Stored data =
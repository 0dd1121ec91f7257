//! Validated request parameters, one type per data kind.
//!
//! Every constructor here is side-effect free: it either returns immutable,
//! normalized parameters or a [`ValidationError`] naming the rejected input.

use chrono::NaiveDate;
use serde::{Deserialize, Serialize};
use std::collections::BTreeSet;
use std::str::FromStr;

use crate::{
    DataKind, DateRange, IntoDate, IntoResolution, Period, Resolution, Symbol, ValidationError,
};

/// Bounds accepted for statement years.
const YEAR_BOUNDS: std::ops::RangeInclusive<i32> = 1900..=2100;

/// Largest row limit accepted for corporate events.
pub const MAX_EVENT_LIMIT: usize = 500;

/// Parameters shared by every fetch request.
pub trait FetchParams: Serialize + Send + Sync {
    /// The data kind these parameters request.
    const KIND: DataKind;

    /// Human-readable subject of the request, used in errors and logs.
    fn subject(&self) -> String;
}

/// Price history request: symbol, inclusive date range and resolution.
#[derive(Debug, Clone, PartialEq, Eq, Hash, Serialize)]
pub struct RequestParams {
    symbol: Symbol,
    range: DateRange,
    resolution: Resolution,
}

impl RequestParams {
    /// Validates caller input into price history parameters.
    ///
    /// Dates may be given as `YYYY-MM-DD` strings or date values.
    ///
    /// # Errors
    ///
    /// Returns an error if the symbol is empty or malformed, a date does not
    /// parse, start is after end, or the resolution is unsupported.
    pub fn validate(
        symbol: &str,
        start: impl IntoDate,
        end: impl IntoDate,
        resolution: impl IntoResolution,
    ) -> Result<Self, ValidationError> {
        let symbol = Symbol::new(symbol)?;
        let start = start.into_date("start")?;
        let end = end.into_date("end")?;
        let range = DateRange::new(start, end)?;
        let resolution = resolution.into_resolution()?;
        Ok(Self {
            symbol,
            range,
            resolution,
        })
    }

    /// Validates a request covering a lookback period ending on `today`.
    ///
    /// # Errors
    ///
    /// Returns an error if the symbol or resolution is invalid.
    pub fn for_period(
        symbol: &str,
        period: Period,
        today: NaiveDate,
        resolution: impl IntoResolution,
    ) -> Result<Self, ValidationError> {
        let range = period.to_range(today);
        Self::validate(symbol, range.start, range.end, resolution)
    }

    /// Returns the symbol.
    #[must_use]
    pub const fn symbol(&self) -> &Symbol {
        &self.symbol
    }

    /// Returns the inclusive date range.
    #[must_use]
    pub const fn range(&self) -> DateRange {
        self.range
    }

    /// Returns the resolution.
    #[must_use]
    pub const fn resolution(&self) -> Resolution {
        self.resolution
    }
}

impl FetchParams for RequestParams {
    const KIND: DataKind = DataKind::PriceHistory;

    fn subject(&self) -> String {
        format!("{} {} ({})", self.symbol, self.range, self.resolution)
    }
}

/// Financial statement report type.
#[derive(Debug, Clone, Copy, PartialEq, Eq, Hash, Serialize, Deserialize)]
#[serde(rename_all = "snake_case")]
pub enum ReportType {
    /// Income statement.
    Income,
    /// Balance sheet.
    Balance,
    /// Cash flow statement.
    CashFlow,
}

impl ReportType {
    /// Returns the report type identifier used in query strings.
    #[must_use]
    pub const fn as_str(&self) -> &'static str {
        match self {
            Self::Income => "income",
            Self::Balance => "balance",
            Self::CashFlow => "cashflow",
        }
    }
}

impl std::fmt::Display for ReportType {
    fn fmt(&self, f: &mut std::fmt::Formatter<'_>) -> std::fmt::Result {
        write!(f, "{}", self.as_str())
    }
}

impl FromStr for ReportType {
    type Err = ValidationError;

    fn from_str(s: &str) -> Result<Self, Self::Err> {
        match s.trim().to_lowercase().as_str() {
            "income" | "income_statement" | "incomestatement" => Ok(Self::Income),
            "balance" | "balance_sheet" | "balancesheet" => Ok(Self::Balance),
            "cash" | "cashflow" | "cash_flow" => Ok(Self::CashFlow),
            _ => Err(ValidationError::UnknownOption {
                field: "report type",
                value: s.to_string(),
            }),
        }
    }
}

/// Financial statement reporting frequency.
#[derive(Debug, Clone, Copy, PartialEq, Eq, Hash, Serialize, Deserialize, Default)]
#[serde(rename_all = "snake_case")]
pub enum Frequency {
    /// Quarterly reports.
    #[default]
    Quarterly,
    /// Annual reports.
    Annual,
}

impl Frequency {
    /// Returns the frequency identifier used in query strings.
    #[must_use]
    pub const fn as_str(&self) -> &'static str {
        match self {
            Self::Quarterly => "quarterly",
            Self::Annual => "annual",
        }
    }
}

impl std::fmt::Display for Frequency {
    fn fmt(&self, f: &mut std::fmt::Formatter<'_>) -> std::fmt::Result {
        write!(f, "{}", self.as_str())
    }
}

impl FromStr for Frequency {
    type Err = ValidationError;

    fn from_str(s: &str) -> Result<Self, Self::Err> {
        match s.trim().to_lowercase().as_str() {
            "quarterly" | "quarter" | "q" => Ok(Self::Quarterly),
            "annual" | "yearly" | "year" | "y" => Ok(Self::Annual),
            _ => Err(ValidationError::UnknownOption {
                field: "report frequency",
                value: s.to_string(),
            }),
        }
    }
}

/// Financial statement request.
#[derive(Debug, Clone, PartialEq, Eq, Hash, Serialize)]
pub struct StatementParams {
    symbol: Symbol,
    report_type: ReportType,
    frequency: Frequency,
    start_year: i32,
    end_year: i32,
}

impl StatementParams {
    /// Validates caller input into statement parameters.
    ///
    /// # Errors
    ///
    /// Returns an error if the symbol is invalid or the year range is
    /// reversed or outside 1900..=2100.
    pub fn validate(
        symbol: &str,
        report_type: ReportType,
        frequency: Frequency,
        start_year: i32,
        end_year: i32,
    ) -> Result<Self, ValidationError> {
        let symbol = Symbol::new(symbol)?;
        if start_year > end_year
            || !YEAR_BOUNDS.contains(&start_year)
            || !YEAR_BOUNDS.contains(&end_year)
        {
            return Err(ValidationError::InvalidYearRange {
                start: start_year,
                end: end_year,
            });
        }
        Ok(Self {
            symbol,
            report_type,
            frequency,
            start_year,
            end_year,
        })
    }

    /// Returns the symbol.
    #[must_use]
    pub const fn symbol(&self) -> &Symbol {
        &self.symbol
    }

    /// Returns the report type.
    #[must_use]
    pub const fn report_type(&self) -> ReportType {
        self.report_type
    }

    /// Returns the reporting frequency.
    #[must_use]
    pub const fn frequency(&self) -> Frequency {
        self.frequency
    }

    /// Returns the first year (inclusive).
    #[must_use]
    pub const fn start_year(&self) -> i32 {
        self.start_year
    }

    /// Returns the last year (inclusive).
    #[must_use]
    pub const fn end_year(&self) -> i32 {
        self.end_year
    }
}

impl FetchParams for StatementParams {
    const KIND: DataKind = DataKind::FinancialStatement;

    fn subject(&self) -> String {
        format!(
            "{} {} {} {}-{}",
            self.symbol, self.frequency, self.report_type, self.start_year, self.end_year
        )
    }
}

/// Company profile request.
#[derive(Debug, Clone, PartialEq, Eq, Hash, Serialize)]
pub struct ProfileParams {
    symbol: Symbol,
}

impl ProfileParams {
    /// Validates caller input into profile parameters.
    ///
    /// # Errors
    ///
    /// Returns an error if the symbol is empty or malformed.
    pub fn validate(symbol: &str) -> Result<Self, ValidationError> {
        Ok(Self {
            symbol: Symbol::new(symbol)?,
        })
    }

    /// Returns the symbol.
    #[must_use]
    pub const fn symbol(&self) -> &Symbol {
        &self.symbol
    }
}

impl FetchParams for ProfileParams {
    const KIND: DataKind = DataKind::CompanyProfile;

    fn subject(&self) -> String {
        self.symbol.to_string()
    }
}

/// Price board snapshot request for a set of symbols.
///
/// Symbols are de-duplicated and kept sorted, so the same set in any order
/// yields equal parameters.
#[derive(Debug, Clone, PartialEq, Eq, Hash, Serialize)]
pub struct MarketParams {
    symbols: Vec<Symbol>,
}

impl MarketParams {
    /// Validates a list of symbols.
    ///
    /// # Errors
    ///
    /// Returns an error if the list is empty or any symbol is invalid.
    pub fn validate<I, S>(symbols: I) -> Result<Self, ValidationError>
    where
        I: IntoIterator<Item = S>,
        S: AsRef<str>,
    {
        let set = symbols
            .into_iter()
            .map(|s| Symbol::new(s.as_ref()))
            .collect::<Result<BTreeSet<_>, _>>()?;
        if set.is_empty() {
            return Err(ValidationError::NoSymbols);
        }
        Ok(Self {
            symbols: set.into_iter().collect(),
        })
    }

    /// Returns the symbols in sorted order.
    #[must_use]
    pub fn symbols(&self) -> &[Symbol] {
        &self.symbols
    }
}

impl FetchParams for MarketParams {
    const KIND: DataKind = DataKind::MarketData;

    fn subject(&self) -> String {
        self.symbols
            .iter()
            .map(Symbol::as_str)
            .collect::<Vec<_>>()
            .join(",")
    }
}

/// Corporate event categories.
#[derive(Debug, Clone, Copy, PartialEq, Eq, Hash, Serialize, Deserialize)]
#[serde(rename_all = "snake_case")]
pub enum EventKind {
    /// Analyst recommendations.
    Recommendations,
    /// Analyst upgrades and downgrades.
    UpgradesDowngrades,
    /// Reported earnings against estimates.
    EarningsHistory,
    /// Insider transactions.
    InsiderTrades,
    /// Largest institutional holders.
    InstitutionalHolders,
    /// Largest mutual fund holders.
    MutualFundHolders,
    /// Upcoming earnings and dividend dates.
    Calendar,
}

impl EventKind {
    /// Returns the event identifier used in query strings.
    #[must_use]
    pub const fn as_str(&self) -> &'static str {
        match self {
            Self::Recommendations => "recommendations",
            Self::UpgradesDowngrades => "upgrades_downgrades",
            Self::EarningsHistory => "earnings_history",
            Self::InsiderTrades => "insider_trades",
            Self::InstitutionalHolders => "institutional_holders",
            Self::MutualFundHolders => "mutualfund_holders",
            Self::Calendar => "calendar",
        }
    }

    /// Number of rows returned when the caller does not set a limit.
    #[must_use]
    pub const fn default_limit(&self) -> usize {
        match self {
            Self::Recommendations | Self::UpgradesDowngrades => 5,
            Self::EarningsHistory => 12,
            Self::InsiderTrades => 30,
            Self::InstitutionalHolders | Self::MutualFundHolders => 20,
            Self::Calendar => 10,
        }
    }

    /// Returns true if rows of this kind carry an event date.
    #[must_use]
    pub const fn is_dated(&self) -> bool {
        !matches!(
            self,
            Self::InstitutionalHolders | Self::MutualFundHolders | Self::Calendar
        )
    }

    /// Returns true for holder rankings.
    #[must_use]
    pub const fn is_holders(&self) -> bool {
        matches!(self, Self::InstitutionalHolders | Self::MutualFundHolders)
    }
}

impl std::fmt::Display for EventKind {
    fn fmt(&self, f: &mut std::fmt::Formatter<'_>) -> std::fmt::Result {
        write!(f, "{}", self.as_str())
    }
}

impl FromStr for EventKind {
    type Err = ValidationError;

    fn from_str(s: &str) -> Result<Self, Self::Err> {
        match s.trim().to_lowercase().replace('-', "_").as_str() {
            "recommendations" => Ok(Self::Recommendations),
            "upgrades_downgrades" | "upgrades" => Ok(Self::UpgradesDowngrades),
            "earnings_history" | "earnings" => Ok(Self::EarningsHistory),
            "insider_trades" | "insiders" => Ok(Self::InsiderTrades),
            "institutional_holders" | "holders" => Ok(Self::InstitutionalHolders),
            "mutualfund_holders" | "mutual_fund_holders" | "funds" => Ok(Self::MutualFundHolders),
            "calendar" => Ok(Self::Calendar),
            _ => Err(ValidationError::UnknownOption {
                field: "event kind",
                value: s.to_string(),
            }),
        }
    }
}

/// Corporate events request.
#[derive(Debug, Clone, PartialEq, Eq, Hash, Serialize)]
pub struct EventParams {
    symbol: Symbol,
    event: EventKind,
    limit: usize,
}

impl EventParams {
    /// Validates caller input into event parameters.
    ///
    /// A missing limit falls back to [`EventKind::default_limit`].
    ///
    /// # Errors
    ///
    /// Returns an error if the symbol is invalid or the limit is outside
    /// `1..=MAX_EVENT_LIMIT`.
    pub fn validate(
        symbol: &str,
        event: EventKind,
        limit: Option<usize>,
    ) -> Result<Self, ValidationError> {
        let symbol = Symbol::new(symbol)?;
        let limit = limit.unwrap_or_else(|| event.default_limit());
        if limit == 0 || limit > MAX_EVENT_LIMIT {
            return Err(ValidationError::LimitOutOfRange {
                value: limit,
                max: MAX_EVENT_LIMIT,
            });
        }
        Ok(Self {
            symbol,
            event,
            limit,
        })
    }

    /// Returns the symbol.
    #[must_use]
    pub const fn symbol(&self) -> &Symbol {
        &self.symbol
    }

    /// Returns the event kind.
    #[must_use]
    pub const fn event(&self) -> EventKind {
        self.event
    }

    /// Returns the maximum number of rows to return.
    #[must_use]
    pub const fn limit(&self) -> usize {
        self.limit
    }
}

impl FetchParams for EventParams {
    const KIND: DataKind = DataKind::CorporateEvents;

    fn subject(&self) -> String {
        format!("{} {}", self.symbol, self.event)
    }
}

Exercise description =
The word "true" appears in some lines of the data. Copy every one of those lines.

Task output =
    /// Returns true if rows of this kind carry an event date.
    /// Returns true for holder rankings.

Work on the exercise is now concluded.